Congelez rapidement les tissus pour l’extraction de l’ADN génomique et de l’ARN, et utilisez de l’isopentane refroidi dans de l’azote liquide pour congeler les tissus avec un composé à température de coupe optimale pour la cryosection. Commencer le protocole de coloration par immunofluorescence en fixant les coupes de tissu congelées avec 4 % de paraformaldéhyde à température ambiante pendant cinq minutes. Après 15 minutes, lavez les sections de tissu deux fois avec du PBS.

Incuber avec une solution de blocage à température ambiante pendant une heure. Ensuite, incubez avec l’anticorps primaire anti-dystrophine à quatre degrés Celsius pendant la nuit. Le lendemain matin, lavez les lames avec du PBS, puis incubez avec des anticorps secondaires fluorescents à température ambiante pendant une heure.

Montez les lames à l’aide d’un support de montage avec DAPI et imagez avec un microscope confocal inversé. L’efficacité des ARNg à induire la délétion de la région cible de l’ADN génomique dans les cultures cellulaires a été évaluée par PCR. Un produit PCR d’environ 500 paires de bases indique une délétion réussie de l’ADN génomique cible résultant de l’édition de gènes, tandis que les cellules témoins ne devraient pas produire de bande.

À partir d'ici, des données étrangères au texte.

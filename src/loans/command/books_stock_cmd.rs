use async_trait::async_trait;
use serde::Serialize;
use crate::books::dto::BookDto;
use crate::core::command::{Command, CommandError};
use crate::loans::domain::LoanService;

pub struct BooksStockCommand {
    loan_service: Box<dyn LoanService>,
}

impl BooksStockCommand {
    pub fn new(loan_service: Box<dyn LoanService>) -> Self {
        Self {
            loan_service,
        }
    }
}

// `ignore_loan_id` gives back the copy held by the loan being edited
#[derive(Debug, Default)]
pub struct BooksStockCommandRequest {
    pub ignore_loan_id: Option<i64>,
}

impl BooksStockCommandRequest {
    pub fn new(ignore_loan_id: Option<i64>) -> Self {
        Self {
            ignore_loan_id,
        }
    }
}

#[derive(Debug, Serialize)]
pub struct BooksStockCommandResponse {
    pub books: Vec<BookDto>,
}

impl BooksStockCommandResponse {
    pub fn new(books: Vec<BookDto>) -> Self {
        Self {
            books,
        }
    }
}

#[async_trait]
impl Command<BooksStockCommandRequest, BooksStockCommandResponse> for BooksStockCommand {
    async fn execute(&self, req: BooksStockCommandRequest) -> Result<BooksStockCommandResponse, CommandError> {
        self.loan_service.books_with_stock(req.ignore_loan_id)
            .await.map_err(CommandError::from).map(BooksStockCommandResponse::new)
    }
}
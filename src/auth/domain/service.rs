use async_trait::async_trait;
use tracing::info;
use crate::auth::domain::AuthService;
use crate::auth::session::{Session, SessionStore};
use crate::core::library::{LibraryError, LibraryResult};
use crate::patrons::dto::UserDto;
use crate::users::repository::UserRepository;

pub struct AuthServiceImpl {
    user_repository: Box<dyn UserRepository>,
    session_store: SessionStore,
}

impl AuthServiceImpl {
    pub fn new(user_repository: Box<dyn UserRepository>, session_store: SessionStore) -> Self {
        Self {
            user_repository,
            session_store,
        }
    }
}

#[async_trait]
impl AuthService for AuthServiceImpl {
    async fn login(&self, matricula: &str, password: &str) -> LibraryResult<Session> {
        let matricula = matricula.trim();
        if matricula.is_empty() || password.is_empty() {
            return Err(LibraryError::validation("fill in login and password", None));
        }
        let token = self.user_repository.authenticate(matricula, password).await?;
        let session = Session::new(&token, matricula);
        self.session_store.save(&session).await?;
        info!(matricula, "logged in");
        Ok(session)
    }

    async fn logout(&self) -> LibraryResult<bool> {
        let cleared = self.session_store.clear().await?;
        if cleared {
            info!("logged out");
        }
        Ok(cleared)
    }

    async fn me(&self) -> LibraryResult<UserDto> {
        if self.session_store.load().await?.is_none() {
            return Err(LibraryError::access_denied("not logged in, run `biblio login` first", None));
        }
        self.user_repository.me().await.map(|u| UserDto::from(&u))
    }
}

#[cfg(test)]
mod tests {
    use crate::auth::factory;
    use crate::auth::session::current_token;
    use crate::core::library::LibraryError;
    use crate::utils::fake_backend::FakeBackend;

    #[tokio::test]
    async fn test_should_login_and_load_profile() {
        let backend = FakeBackend::start().await;
        let config = backend.config();
        let _ = backend.add_user("Ana Souza", "529.982.247-25");

        let auth_svc = factory::create_auth_service(&config).await.expect("should build service");
        let session = auth_svc.login(" 52998224725 ", "secret").await.expect("should login");
        assert_eq!("tok-52998224725", session.token.as_str());
        assert_eq!("52998224725", session.matricula.as_str());
        assert_eq!(Some("tok-52998224725".to_string()), current_token(&config).await.unwrap());

        // the token is read when the service is built
        let auth_svc = factory::create_auth_service(&config).await.expect("should build service");
        let me = auth_svc.me().await.expect("should load profile");
        assert_eq!("Ana Souza", me.name.as_str());
        assert_eq!(Some("Bearer tok-52998224725".to_string()), backend.last_authorization());
    }

    #[tokio::test]
    async fn test_should_reject_empty_credentials() {
        let backend = FakeBackend::start().await;
        let auth_svc = factory::create_auth_service(&backend.config()).await.expect("should build service");

        let err = auth_svc.login("", "secret").await.expect_err("should reject");
        assert!(matches!(err, LibraryError::Validation { .. }));
        assert_eq!("fill in login and password", err.message());
        assert!(auth_svc.login("52998224725", "").await.is_err());
    }

    #[tokio::test]
    async fn test_should_keep_no_session_on_failed_login() {
        let backend = FakeBackend::start().await;
        let config = backend.config();
        let auth_svc = factory::create_auth_service(&config).await.expect("should build service");

        let err = auth_svc.login("52998224725", "wrong").await.expect_err("should reject");
        assert!(matches!(err, LibraryError::AccessDenied { .. }));
        assert_eq!(None, current_token(&config).await.unwrap());
        assert!(matches!(auth_svc.me().await, Err(LibraryError::AccessDenied { .. })));
    }

    #[tokio::test]
    async fn test_should_logout() {
        let backend = FakeBackend::start().await;
        let config = backend.config();
        let auth_svc = factory::create_auth_service(&config).await.expect("should build service");

        let _ = auth_svc.login("admin", "bare").await.expect("should login");
        assert_eq!(Some("bare-token".to_string()), current_token(&config).await.unwrap());
        assert!(auth_svc.logout().await.expect("should logout"));
        assert!(!auth_svc.logout().await.expect("should logout twice"));
        assert_eq!(None, current_token(&config).await.unwrap());
    }
}
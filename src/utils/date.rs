use chrono::{Duration, Local, NaiveDate};
use crate::core::library::{LibraryError, LibraryResult};

pub const DATE_FMT: &str = "%Y-%m-%d";
pub const DISPLAY_DATE_FMT: &str = "%d/%m/%Y";

pub fn today() -> NaiveDate {
    Local::now().date_naive()
}

// default expected-return date of a loan
pub fn due_date(loan_date: NaiveDate, loan_days: i64) -> NaiveDate {
    loan_date + Duration::days(loan_days)
}

pub fn format_display(date: NaiveDate) -> String {
    format!("{}", date.format(DISPLAY_DATE_FMT))
}

// accepts `2024-03-01` as well as timestamps such as `2024-03-01T10:00:00`
pub fn parse_date(str_date: &str) -> LibraryResult<NaiveDate> {
    let trimmed = str_date.trim();
    let day = trimmed.get(..10).unwrap_or(trimmed);
    NaiveDate::parse_from_str(day, DATE_FMT).map_err(|err| {
        LibraryError::validation(format!("invalid date {} {}", str_date, err).as_str(), None)
    })
}

pub mod serializer {
    use chrono::NaiveDate;
    use serde::{Deserialize, Deserializer, Serialize, Serializer};
    use serde::de::Error;
    use crate::utils::date::{DATE_FMT, parse_date};

    pub fn serialize<S: Serializer>(date: &NaiveDate, serializer: S) -> Result<S::Ok, S::Error> {
        format!("{}", date.format(DATE_FMT)).serialize(serializer)
    }

    pub fn deserialize<'de, D: Deserializer<'de>>(deserializer: D) -> Result<NaiveDate, D::Error> {
        let str_date: String = Deserialize::deserialize(deserializer)?;
        parse_date(&str_date).map_err(D::Error::custom)
    }
}

pub mod opt_serializer {
    use chrono::NaiveDate;
    use serde::{Deserialize, Deserializer, Serialize, Serializer};
    use serde::de::Error;
    use crate::utils::date::{DATE_FMT, parse_date};

    pub fn serialize<S: Serializer>(date: &Option<NaiveDate>, serializer: S) -> Result<S::Ok, S::Error> {
        date.map(|d| format!("{}", d.format(DATE_FMT))).serialize(serializer)
    }

    // blank strings are read as no date
    pub fn deserialize<'de, D: Deserializer<'de>>(deserializer: D) -> Result<Option<NaiveDate>, D::Error> {
        let str_date: Option<String> = Deserialize::deserialize(deserializer)?;
        match str_date {
            Some(s) if !s.trim().is_empty() => parse_date(&s).map(Some).map_err(D::Error::custom),
            _ => Ok(None),
        }
    }
}
pub mod model;
use crate::catalog::factory as catalog_factory;
use crate::core::domain::Configuration;
use crate::core::library::LibraryResult;
use crate::loans::domain::LoanService;
use crate::loans::domain::service::LoanServiceImpl;
use crate::loans::repository::LoanRepository;
use crate::loans::repository::file_loan_repository::FileLoanRepository;
use crate::patrons::factory as patron_factory;

pub fn create_loan_repository(config: &Configuration) -> Box<dyn LoanRepository> {
    Box::new(FileLoanRepository::new(config.loans_file()))
}

pub async fn create_loan_service(config: &Configuration) -> LibraryResult<Box<dyn LoanService>> {
    let catalog_svc = catalog_factory::create_catalog_service(config).await?;
    let patron_svc = patron_factory::create_patron_service(config).await?;
    Ok(Box::new(LoanServiceImpl::new(config, create_loan_repository(config), catalog_svc, patron_svc)))
}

Une fois que l’efficacité des ARNg a été confirmée dans des cultures cellulaires, les ARNg sont emballés dans rAAV. Les particules virales rAAV sont purifiées et la pureté analysée par SDS-PAGE. La présence de seulement trois bandes correspondant aux trois protéines de la capside indique une grande pureté.

Ces images d’immunofluorescence représentatives de coupes cardiaques de souris de type sauvage, mdx et mdx traitées avec l’ARNg AAV SaCas9 montrent systématiquement que l’ARNg AAV SaCas9 restaure l’expression de la dystrophine chez les souris dystrophiques. Après avoir regardé cette vidéo, vous devriez avoir une bonne compréhension de la façon de réaliser des modifications de gènes cardiaques in vivo chez des souris postnatales à l’aide de rAAV rh. Administration médiée par 74 de SaCas9 et d’ARNg.